Segundo a parlamentar, Campos Neto “não tem mais como sustentar” a taxa básica de juros em 13,75% diante dos resultados divulgados pelo IBGE nesta terça-feira 11. O instituto, pela manhã, mostrou que o Brasil teve, em março, inflação de 0,71%, menor do que no mês anterior. No acumulado dos 12 meses, o índice é de 4,65%, o menor registrado nos últimos 2 anos.

O PT, em especial na figura de Gleisi Hoffmann, tem ecoado as críticas do governo federal sobre a manutenção da taxa em 13,75%. O Banco Central, apesar dos acenos positivos sobre a política econômica liderada por Fernando Haddad, insiste em manter a taxa nas alturas. A justificativa habitual é de que os cenários futuros seriam incertos, algo duramente rebatido por Lula e seus aliados. O banco, inclusive, não descartou aumentar a Selic na próxima reunião do Comitê de Política Monetária (Copom).

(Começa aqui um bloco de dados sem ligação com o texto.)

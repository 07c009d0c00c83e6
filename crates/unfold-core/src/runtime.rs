use std::cell::{Cell, RefCell};
use std::collections::VecDeque;
use std::future::Future;
use std::pin::Pin;
use std::rc::{Rc, Weak};
use std::sync::Arc;
use std::task::{Context, Poll, Waker};

use smallvec::SmallVec;

use crate::frame_clock::FrameClock;
use crate::platform::RuntimeScheduler;
use crate::FrameCallbackId;

type FrameCallback = Box<dyn FnOnce(u64) + 'static>;

struct TaskEntry {
    id: u64,
    future: Pin<Box<dyn Future<Output = ()> + 'static>>,
}

struct FrameCallbackEntry {
    id: FrameCallbackId,
    callback: Option<FrameCallback>,
}

struct RuntimeInner {
    scheduler: Arc<dyn RuntimeScheduler>,
    needs_frame: Cell<bool>,
    frame_callbacks: RefCell<VecDeque<FrameCallbackEntry>>,
    next_frame_callback_id: Cell<u64>,
    tasks: RefCell<Vec<TaskEntry>>,
    polling: Cell<bool>,
    // Tasks cancelled while they were taken out for polling.
    cancelled_tasks: RefCell<SmallVec<[u64; 4]>>,
    next_task_id: Cell<u64>,
    task_waker: RefCell<Option<Waker>>,
}

impl RuntimeInner {
    fn new(scheduler: Arc<dyn RuntimeScheduler>) -> Self {
        Self {
            scheduler,
            needs_frame: Cell::new(false),
            frame_callbacks: RefCell::new(VecDeque::new()),
            next_frame_callback_id: Cell::new(1),
            tasks: RefCell::new(Vec::new()),
            polling: Cell::new(false),
            cancelled_tasks: RefCell::new(SmallVec::new()),
            next_task_id: Cell::new(1),
            task_waker: RefCell::new(None),
        }
    }

    fn init_task_waker(this: &Rc<Self>) {
        let waker = RuntimeTaskWaker::new(this.scheduler.clone()).into_waker();
        *this.task_waker.borrow_mut() = Some(waker);
    }

    fn schedule(&self) {
        self.needs_frame.set(true);
        self.scheduler.schedule_frame();
    }

    fn has_frame_callbacks(&self) -> bool {
        self.frame_callbacks
            .try_borrow()
            .map(|callbacks| !callbacks.is_empty())
            .unwrap_or(true)
    }

    fn has_pending_ui(&self) -> bool {
        self.tasks
            .try_borrow()
            .map(|tasks| !tasks.is_empty())
            .unwrap_or(true)
    }

    fn settle_needs_frame(&self) {
        if !self.has_frame_callbacks() && !self.has_pending_ui() {
            self.needs_frame.set(false);
        }
    }

    fn spawn_ui_task(&self, future: Pin<Box<dyn Future<Output = ()> + 'static>>) -> u64 {
        let id = self.next_task_id.get();
        self.next_task_id.set(id + 1);
        self.tasks.borrow_mut().push(TaskEntry { id, future });
        self.schedule();
        id
    }

    fn cancel_task(&self, id: u64) {
        let removed = {
            let mut tasks = self.tasks.borrow_mut();
            tasks
                .iter()
                .position(|entry| entry.id == id)
                .map(|index| tasks.remove(index))
        };
        match removed {
            // Dropped outside the borrow: the future may release frame callbacks.
            Some(entry) => drop(entry),
            // Only a task taken out by the running poll can still be live.
            None if self.polling.get() => self.cancelled_tasks.borrow_mut().push(id),
            None => {}
        }
        self.settle_needs_frame();
    }

    fn poll_async_tasks(&self) -> bool {
        let waker = match self.task_waker.borrow().as_ref() {
            Some(waker) => waker.clone(),
            None => return false,
        };
        let mut cx = Context::from_waker(&waker);
        let tasks = std::mem::take(&mut *self.tasks.borrow_mut());
        let mut pending = Vec::with_capacity(tasks.len());
        let mut made_progress = false;
        self.polling.set(true);
        for mut entry in tasks {
            if self.cancelled_tasks.borrow().contains(&entry.id) {
                continue;
            }
            match entry.future.as_mut().poll(&mut cx) {
                Poll::Ready(()) => made_progress = true,
                Poll::Pending => pending.push(entry),
            }
        }
        self.polling.set(false);
        let cancelled = std::mem::take(&mut *self.cancelled_tasks.borrow_mut());
        pending.retain(|entry| !cancelled.contains(&entry.id));
        if !pending.is_empty() {
            // Tasks spawned while polling were pushed behind our back; keep spawn order.
            let mut tasks = self.tasks.borrow_mut();
            let spawned = std::mem::take(&mut *tasks);
            tasks.extend(pending);
            tasks.extend(spawned);
        }
        made_progress
    }

    fn drain_ui(&self) {
        while self.poll_async_tasks() {}
        self.settle_needs_frame();
    }

    fn register_frame_callback(&self, callback: FrameCallback) -> FrameCallbackId {
        let id = self.next_frame_callback_id.get();
        self.next_frame_callback_id.set(id + 1);
        self.frame_callbacks
            .borrow_mut()
            .push_back(FrameCallbackEntry {
                id,
                callback: Some(callback),
            });
        self.schedule();
        id
    }

    fn cancel_frame_callback(&self, id: FrameCallbackId) {
        {
            let mut callbacks = self.frame_callbacks.borrow_mut();
            if let Some(index) = callbacks.iter().position(|entry| entry.id == id) {
                callbacks.remove(index);
            }
        }
        self.settle_needs_frame();
    }

    fn drain_frame_callbacks(&self, frame_time_nanos: u64) {
        // Snapshot the queue first: anything registered by these callbacks
        // belongs to the following frame.
        let pending: Vec<FrameCallback> = self
            .frame_callbacks
            .borrow_mut()
            .drain(..)
            .filter_map(|mut entry| entry.callback.take())
            .collect();
        if !pending.is_empty() {
            log::trace!(
                "running {} frame callback(s) at {frame_time_nanos}ns",
                pending.len()
            );
        }
        for callback in pending {
            callback(frame_time_nanos);
        }
        self.settle_needs_frame();
    }
}

/// Owner of the runtime state. Dropping it turns every outstanding
/// [`RuntimeHandle`] into a no-op.
#[derive(Clone)]
pub struct Runtime {
    inner: Rc<RuntimeInner>,
}

impl Runtime {
    pub fn new(scheduler: Arc<dyn RuntimeScheduler>) -> Self {
        let inner = Rc::new(RuntimeInner::new(scheduler));
        RuntimeInner::init_task_waker(&inner);
        Self { inner }
    }

    pub fn handle(&self) -> RuntimeHandle {
        RuntimeHandle {
            inner: Rc::downgrade(&self.inner),
        }
    }

    pub fn needs_frame(&self) -> bool {
        self.inner.needs_frame.get()
    }

    pub fn frame_clock(&self) -> FrameClock {
        FrameClock::new(self.handle())
    }

    #[cfg(test)]
    pub(crate) fn pending_cancellations(&self) -> usize {
        self.inner.cancelled_tasks.borrow().len()
    }
}

/// Scheduler for hosts that poll [`Runtime::needs_frame`] themselves.
#[derive(Default)]
pub struct DefaultScheduler;

impl RuntimeScheduler for DefaultScheduler {
    fn schedule_frame(&self) {}
}

/// Weak handle to a [`Runtime`].
#[derive(Clone)]
pub struct RuntimeHandle {
    inner: Weak<RuntimeInner>,
}

/// Handle to a task spawned with [`RuntimeHandle::spawn_ui`].
pub struct TaskHandle {
    id: u64,
    runtime: RuntimeHandle,
}

impl RuntimeHandle {
    pub fn is_alive(&self) -> bool {
        self.inner.strong_count() > 0
    }

    pub fn schedule(&self) {
        if let Some(inner) = self.inner.upgrade() {
            inner.schedule();
        }
    }

    pub fn spawn_ui<F>(&self, fut: F) -> Option<TaskHandle>
    where
        F: Future<Output = ()> + 'static,
    {
        self.inner.upgrade().map(|inner| {
            let id = inner.spawn_ui_task(Box::pin(fut));
            TaskHandle {
                id,
                runtime: self.clone(),
            }
        })
    }

    pub fn cancel_task(&self, id: u64) {
        if let Some(inner) = self.inner.upgrade() {
            inner.cancel_task(id);
        }
    }

    pub fn drain_ui(&self) {
        if let Some(inner) = self.inner.upgrade() {
            inner.drain_ui();
        }
    }

    pub fn has_pending_ui(&self) -> bool {
        self.inner
            .upgrade()
            .map(|inner| inner.has_pending_ui())
            .unwrap_or(false)
    }

    pub fn register_frame_callback(
        &self,
        callback: impl FnOnce(u64) + 'static,
    ) -> Option<FrameCallbackId> {
        self.inner
            .upgrade()
            .map(|inner| inner.register_frame_callback(Box::new(callback)))
    }

    pub fn cancel_frame_callback(&self, id: FrameCallbackId) {
        if let Some(inner) = self.inner.upgrade() {
            inner.cancel_frame_callback(id);
        }
    }

    pub fn drain_frame_callbacks(&self, frame_time_nanos: u64) {
        if let Some(inner) = self.inner.upgrade() {
            inner.drain_frame_callbacks(frame_time_nanos);
        }
    }

    pub fn has_frame_callbacks(&self) -> bool {
        self.inner
            .upgrade()
            .map(|inner| inner.has_frame_callbacks())
            .unwrap_or(false)
    }

    /// Runs one host frame.
    ///
    /// UI work queued since the previous frame runs first so that it can
    /// register for this frame, then frame callbacks fire, then the tasks they
    /// woke resume. Work registered during this step waits for the next call.
    pub fn run_frame(&self, frame_time_nanos: u64) {
        let Some(inner) = self.inner.upgrade() else {
            return;
        };
        inner.drain_ui();
        inner.drain_frame_callbacks(frame_time_nanos);
        inner.drain_ui();
    }

    pub fn needs_frame(&self) -> bool {
        self.inner
            .upgrade()
            .map(|inner| inner.needs_frame.get())
            .unwrap_or(false)
    }

    pub fn frame_clock(&self) -> FrameClock {
        FrameClock::new(self.clone())
    }
}

impl TaskHandle {
    pub fn id(&self) -> u64 {
        self.id
    }

    pub fn cancel(self) {
        self.runtime.cancel_task(self.id);
    }
}

struct RuntimeTaskWaker {
    scheduler: Arc<dyn RuntimeScheduler>,
}

impl RuntimeTaskWaker {
    // Holds only the scheduler: the waker must be Send + Sync while the
    // runtime itself is Rc-based.
    fn new(scheduler: Arc<dyn RuntimeScheduler>) -> Self {
        Self { scheduler }
    }

    fn into_waker(self) -> Waker {
        futures_task::waker(Arc::new(self))
    }
}

impl futures_task::ArcWake for RuntimeTaskWaker {
    fn wake_by_ref(arc_self: &Arc<Self>) {
        arc_self.scheduler.schedule_frame();
    }
}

Em avaliação recente dos primeiros 100 dias do governo federal, vale lembrar, o partido já havia endossado publicamente os ataques do Executivo a Campos Neto e sua gestão no BC. Naquela ocasião, o partido classificou como ‘atitude suicida’ a atual política monetária da instituição. Apesar de ecoar as críticas, a legenda não aderiu automaticamente ao marco fiscal proposto por Haddad, que recebeu elogios públicos de Campos Neto e outros integrantes do mercado financeiro.